For what it’s worth, I spoke with Tom Campanella, who is almost certainly the leading American expert on Chinese Urbanism (and the author of Concrete Dragon: China’s Urban Revolution and What It Means for the World) about the actual substance of Duany’s comments. While there’s no question that there’s a lot of crappy skyscraper building going on in Asia, and large numbers of people live in odious conditions, according to Campanella tall buildings are “absolutely essential” in order to accommodate the massive migration of people from China’s rural areas to its cities—”easily the largest migration in human history.”

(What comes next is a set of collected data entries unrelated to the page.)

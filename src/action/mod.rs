//! Action vocabulary consumed by the collection and map reducers.
//!
//! An [`Action`] is a tagged transition ([`ActionKind`]) plus optional
//! correlation keys (`collection`, `map`, `parent_id`). Reducers route on the
//! presence and values of those keys before ever looking at the tag.

mod creators;
mod id;
pub mod tags;
mod wire;

use serde::{Deserialize, Serialize};

use crate::map::MapState;

pub use id::ItemId;
pub use wire::ActionDecodeError;

/// Error payload attached to a collection or map entry.
///
/// Any JSON value; typically a message string or an error object.
pub type ErrorValue = serde_json::Value;

/// Field overrides merged onto a map entry by `MAP_EDIT`.
pub type Props = serde_json::Map<String, serde_json::Value>;

/// The tagged transition an action requests, with exactly the payload that
/// transition needs.
#[derive(Debug, Clone, PartialEq)]
pub enum ActionKind {
    CollectionAppend { items: Vec<ItemId> },
    CollectionPrepend { items: Vec<ItemId> },
    CollectionRemove { id: ItemId },
    CollectionReset { items: Vec<ItemId> },
    CollectionIsAppending,
    CollectionIsPrepending,
    CollectionError { error: ErrorValue },
    CollectionIsComplete,

    MapAdd { items: MapState },
    MapRemove { id: ItemId },
    MapEdit { id: ItemId, props: Props },
    MapIsEditing { id: ItemId },
    MapIsLoading { id: ItemId },
    MapError { id: ItemId, error: ErrorValue },
    MapReset { items: MapState },

    /// Any action type this library does not define. Only extension
    /// reducers give these meaning.
    Custom {
        tag: String,
        payload: serde_json::Value,
    },
}

impl ActionKind {
    /// The namespaced tag for this transition.
    pub fn tag(&self) -> &str {
        match self {
            ActionKind::CollectionAppend { .. } => tags::COLLECTION_APPEND,
            ActionKind::CollectionPrepend { .. } => tags::COLLECTION_PREPEND,
            ActionKind::CollectionRemove { .. } => tags::COLLECTION_REMOVE,
            ActionKind::CollectionReset { .. } => tags::COLLECTION_RESET,
            ActionKind::CollectionIsAppending => tags::COLLECTION_IS_APPENDING,
            ActionKind::CollectionIsPrepending => tags::COLLECTION_IS_PREPENDING,
            ActionKind::CollectionError { .. } => tags::COLLECTION_ERROR,
            ActionKind::CollectionIsComplete => tags::COLLECTION_IS_COMPLETE,
            ActionKind::MapAdd { .. } => tags::MAP_ADD,
            ActionKind::MapRemove { .. } => tags::MAP_REMOVE,
            ActionKind::MapEdit { .. } => tags::MAP_EDIT,
            ActionKind::MapIsEditing { .. } => tags::MAP_IS_EDITING,
            ActionKind::MapIsLoading { .. } => tags::MAP_IS_LOADING,
            ActionKind::MapError { .. } => tags::MAP_ERROR,
            ActionKind::MapReset { .. } => tags::MAP_RESET,
            ActionKind::Custom { tag, .. } => tag,
        }
    }
}

/// A dispatched action.
///
/// On the wire this is the flat record
/// `{ type, collection?, map?, parentId?, items?, id?, props?, error?, payload? }`.
#[derive(Debug, Clone, PartialEq, Serialize, Deserialize)]
#[serde(try_from = "wire::RawAction", into = "wire::RawAction")]
pub struct Action {
    pub kind: ActionKind,
    /// Name of the collection this action addresses.
    pub collection: Option<String>,
    /// Name of the map this action addresses, or the map a nested
    /// collection lives in.
    pub map: Option<String>,
    /// Key of the map entry a nested collection lives under.
    pub parent_id: Option<ItemId>,
}

impl Action {
    /// Bare action with no correlation keys.
    pub fn new(kind: ActionKind) -> Self {
        Self {
            kind,
            collection: None,
            map: None,
            parent_id: None,
        }
    }

    pub fn tag(&self) -> &str {
        self.kind.tag()
    }

    /// Address a collection action at the copy of `collection` nested under
    /// entry `parent_id` of `map`.
    pub fn nested_in(mut self, map: impl Into<String>, parent_id: impl Into<ItemId>) -> Self {
        self.map = Some(map.into());
        self.parent_id = Some(parent_id.into());
        self
    }
}
//! Minimal host store.
//!
//! Combines any number of collection and map reducers into one root state,
//! feeding every dispatched action to every reducer with its own slice.
//! Dispatch is synchronous and takes `&mut self`, so at most one dispatch
//! is in flight at a time.

use std::collections::BTreeMap;

use serde::Serialize;

use crate::action::Action;
use crate::collection::{CollectionReducer, CollectionState};
use crate::map::{MapReducer, MapState};
use crate::reducer::Reducer;

/// Root state: one slice per hosted reducer, keyed by the reducer's name.
#[derive(Debug, Clone, Default, PartialEq, Serialize)]
pub struct RootState {
    pub collections: BTreeMap<String, CollectionState>,
    pub maps: BTreeMap<String, MapState>,
}

#[derive(Debug)]
pub struct Store {
    collections: Vec<CollectionReducer>,
    maps: Vec<MapReducer>,
    state: RootState,
}

impl Store {
    /// Store whose slices all start from their reducer's default state.
    pub fn new(collections: Vec<CollectionReducer>, maps: Vec<MapReducer>) -> Self {
        let state = RootState {
            collections: collections
                .iter()
                .map(|reducer| (reducer.name().to_string(), CollectionState::default()))
                .collect(),
            maps: maps
                .iter()
                .map(|reducer| (reducer.name().to_string(), MapState::default()))
                .collect(),
        };

        Self {
            collections,
            maps,
            state,
        }
    }

    pub fn dispatch(&mut self, action: &Action) {
        tracing::debug!(
            tag = action.tag(),
            collection = ?action.collection,
            map = ?action.map,
            parent_id = ?action.parent_id,
            "dispatch"
        );

        for reducer in &self.collections {
            let slice = self.state.collections.remove(reducer.name());
            let next = reducer.reduce_or_default(slice, action);
            self.state.collections.insert(reducer.name().to_string(), next);
        }

        for reducer in &self.maps {
            let slice = self.state.maps.remove(reducer.name());
            let next = reducer.reduce_or_default(slice, action);
            self.state.maps.insert(reducer.name().to_string(), next);
        }
    }

    pub fn state(&self) -> &RootState {
        &self.state
    }

    pub fn collection(&self, name: &str) -> Option<&CollectionState> {
        self.state.collections.get(name)
    }

    pub fn map(&self, name: &str) -> Option<&MapState> {
        self.state.maps.get(name)
    }

    pub fn into_state(self) -> RootState {
        self.state
    }
}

For all the gloom, he suggests there’s actually much to be encouraged about in Asian urbanism. Unlike much of the West (and America in particular), there is no “deep-rooted anti-urbanism” on a cultural level, nor is there anything that might be analagous to the “white flight” problem. For better or worse, or maybe better and worse, Asian cities and skyscrapers will be defining each other for many years to come.